//! Router setup with all API routes and middleware.
//!
//! Configures the axum Router with CORS, tracing, compression, per-user
//! rate limiting, and the session endpoints behind the auth middleware.

use std::time::Duration;

use axum::extract::DefaultBodyLimit;
use axum::http::{header, HeaderValue, Method};
use axum::routing::{get, post};
use axum::Router;
use tower_http::compression::CompressionLayer;
use tower_http::cors::{AllowOrigin, CorsLayer};
use tower_http::trace::TraceLayer;
use tracing::{info, warn};

use ragchat_core::config::RagChatConfig;
use ragchat_core::error::RagChatError;

use crate::handlers;
use crate::rate_limit::RateLimiter;
use crate::state::AppState;

/// Requests per second allowed for each user.
const RATE_LIMIT_PER_SEC: u64 = 20;
/// Upper bound on one upload batch.
const UPLOAD_BODY_LIMIT: usize = 50 * 1024 * 1024;
/// How often idle sessions and expired index entries are dropped.
const REAP_INTERVAL: Duration = Duration::from_secs(60);

fn cors_layer(config: &RagChatConfig) -> CorsLayer {
    let port = config.general.port;
    let origins: Vec<HeaderValue> = [
        format!("http://127.0.0.1:{}", port),
        format!("http://localhost:{}", port),
        format!("http://{}:{}", config.general.host, port),
    ]
    .iter()
    .filter_map(|origin| origin.parse::<HeaderValue>().ok())
    .collect();

    CorsLayer::new()
        .allow_origin(AllowOrigin::list(origins))
        .allow_methods([Method::GET, Method::POST, Method::DELETE, Method::OPTIONS])
        .allow_headers([header::CONTENT_TYPE, header::AUTHORIZATION, header::ACCEPT])
}

/// Create the axum Router with all routes and middleware.
pub fn create_router(state: AppState) -> Router {
    let cors = cors_layer(&state.config);

    // Routes that do NOT require authentication.
    let public_routes = Router::new().route("/health", get(handlers::health));

    let session_routes = Router::new()
        .route("/sessions", post(handlers::create_session))
        .route(
            "/sessions/{id}",
            get(handlers::get_session).delete(handlers::delete_session),
        )
        .route(
            "/sessions/{id}/files",
            post(handlers::upload_files).layer(DefaultBodyLimit::max(UPLOAD_BODY_LIMIT)),
        )
        .route("/sessions/{id}/mode", post(handlers::set_mode))
        .route("/sessions/{id}/reset", post(handlers::reset))
        .route("/sessions/{id}/messages", get(handlers::messages))
        .route("/sessions/{id}/chat", post(handlers::chat_stream))
        .route("/sessions/{id}/chat/sync", post(handlers::chat_sync))
        .layer(axum::middleware::from_fn(
            crate::rate_limit::rate_limit_middleware,
        ))
        .layer(axum::Extension(RateLimiter::new(RATE_LIMIT_PER_SEC)));

    // Auth runs outside the rate limiter so the limiter sees the identity.
    let protected_routes = session_routes.route_layer(axum::middleware::from_fn_with_state(
        state.clone(),
        crate::auth::require_auth,
    ));

    public_routes
        .merge(protected_routes)
        .layer(DefaultBodyLimit::max(1024 * 1024)) // 1MB for JSON bodies
        .layer(CompressionLayer::new())
        .layer(TraceLayer::new_for_http())
        .layer(cors)
        .with_state(state)
}

/// Periodically drop idle sessions and expired index cache entries.
fn spawn_reaper(state: AppState) {
    tokio::spawn(async move {
        let mut ticker = tokio::time::interval(REAP_INTERVAL);
        loop {
            ticker.tick().await;
            if let Err(e) = state.sessions.purge_expired() {
                warn!("session purge failed: {}", e);
            }
            match state.service.index_builder().purge_stale() {
                Ok(0) => {}
                Ok(n) => info!(purged = n, "Expired index cache entries dropped"),
                Err(e) => warn!("index cache purge failed: {}", e),
            }
        }
    });
}

/// Start the HTTP server on the configured address.
pub async fn start_server(state: AppState) -> Result<(), RagChatError> {
    let addr = format!("{}:{}", state.config.general.host, state.config.general.port);

    spawn_reaper(state.clone());
    let router = create_router(state);

    info!("Starting API server on {}", addr);

    let listener = tokio::net::TcpListener::bind(&addr)
        .await
        .map_err(|e| RagChatError::Config(format!("Failed to bind {}: {}", addr, e)))?;

    axum::serve(listener, router)
        .await
        .map_err(RagChatError::Io)?;

    Ok(())
}
//! Embedding service trait and the test implementation.
//!
//! - `EmbeddingService` is implemented by provider clients (see the
//!   `ragchat-llm` crate for the Azure OpenAI backend).
//! - `MockEmbedding` provides deterministic bag-of-words vectors so that
//!   retrieval in tests ranks chunks by shared vocabulary.

use std::collections::hash_map::DefaultHasher;
use std::hash::{Hash, Hasher};

use ragchat_core::error::RagChatError;

/// Service for generating text embeddings.
///
/// Implementations convert text into fixed-dimensional vectors. Used both
/// when building an index and when embedding a retrieval query.
pub trait EmbeddingService: Send + Sync {
    /// Generate an embedding vector for the given text.
    fn embed(
        &self,
        text: &str,
    ) -> impl std::future::Future<Output = Result<Vec<f32>, RagChatError>> + Send;

    /// Return the dimensionality of vectors produced by this service.
    fn dimensions(&self) -> usize;
}

/// Object-safe version of [`EmbeddingService`] for dynamic dispatch.
///
/// Because `EmbeddingService::embed` returns `impl Future` it is not
/// object-safe. This trait uses a boxed future instead, allowing
/// `Arc<dyn DynEmbeddingService>` to be shared by every index.
///
/// A blanket implementation is provided so that every `EmbeddingService`
/// automatically implements `DynEmbeddingService`.
pub trait DynEmbeddingService: Send + Sync {
    /// Generate an embedding vector for the given text (boxed future).
    fn embed_boxed<'a>(
        &'a self,
        text: &'a str,
    ) -> std::pin::Pin<
        Box<dyn std::future::Future<Output = Result<Vec<f32>, RagChatError>> + Send + 'a>,
    >;

    /// Return the dimensionality of vectors produced by this service.
    fn dimensions(&self) -> usize;
}

impl<T: EmbeddingService> DynEmbeddingService for T {
    fn embed_boxed<'a>(
        &'a self,
        text: &'a str,
    ) -> std::pin::Pin<
        Box<dyn std::future::Future<Output = Result<Vec<f32>, RagChatError>> + Send + 'a>,
    > {
        Box::pin(self.embed(text))
    }

    fn dimensions(&self) -> usize {
        EmbeddingService::dimensions(self)
    }
}

// ---------------------------------------------------------------------------
// MockEmbedding - deterministic bag-of-words vectors for testing
// ---------------------------------------------------------------------------

const MOCK_DIMENSIONS: usize = 384;

/// Mock embedding service that returns deterministic 384-dimensional vectors.
///
/// Every lowercase alphanumeric word is hashed into one bucket, so texts
/// sharing words have a positive cosine similarity and identical texts
/// produce identical vectors.
#[derive(Debug, Clone, Default)]
pub struct MockEmbedding;

impl MockEmbedding {
    pub fn new() -> Self {
        Self
    }

    fn words_to_vector(text: &str) -> Vec<f32> {
        let mut result = vec![0.0f32; MOCK_DIMENSIONS];
        for word in text
            .split(|c: char| !c.is_alphanumeric())
            .filter(|w| !w.is_empty())
        {
            let mut hasher = DefaultHasher::new();
            word.to_lowercase().hash(&mut hasher);
            let bucket = (hasher.finish() % MOCK_DIMENSIONS as u64) as usize;
            result[bucket] += 1.0;
        }

        let norm: f32 = result.iter().map(|v| v * v).sum::<f32>().sqrt();
        if norm > 0.0 {
            for val in &mut result {
                *val /= norm;
            }
        }

        result
    }
}

impl EmbeddingService for MockEmbedding {
    async fn embed(&self, text: &str) -> Result<Vec<f32>, RagChatError> {
        if text.trim().is_empty() {
            return Err(RagChatError::Provider("Cannot embed empty text".to_string()));
        }
        Ok(Self::words_to_vector(text))
    }

    fn dimensions(&self) -> usize {
        MOCK_DIMENSIONS
    }
}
********
_Problem requirements_.
Whenever "Generate" shows up in a line of the listing, copy that whole line.

_Solution to the exercise_.
    /// Generate an embedding vector for the given text.
    /// Generate an embedding vector for the given text (boxed future).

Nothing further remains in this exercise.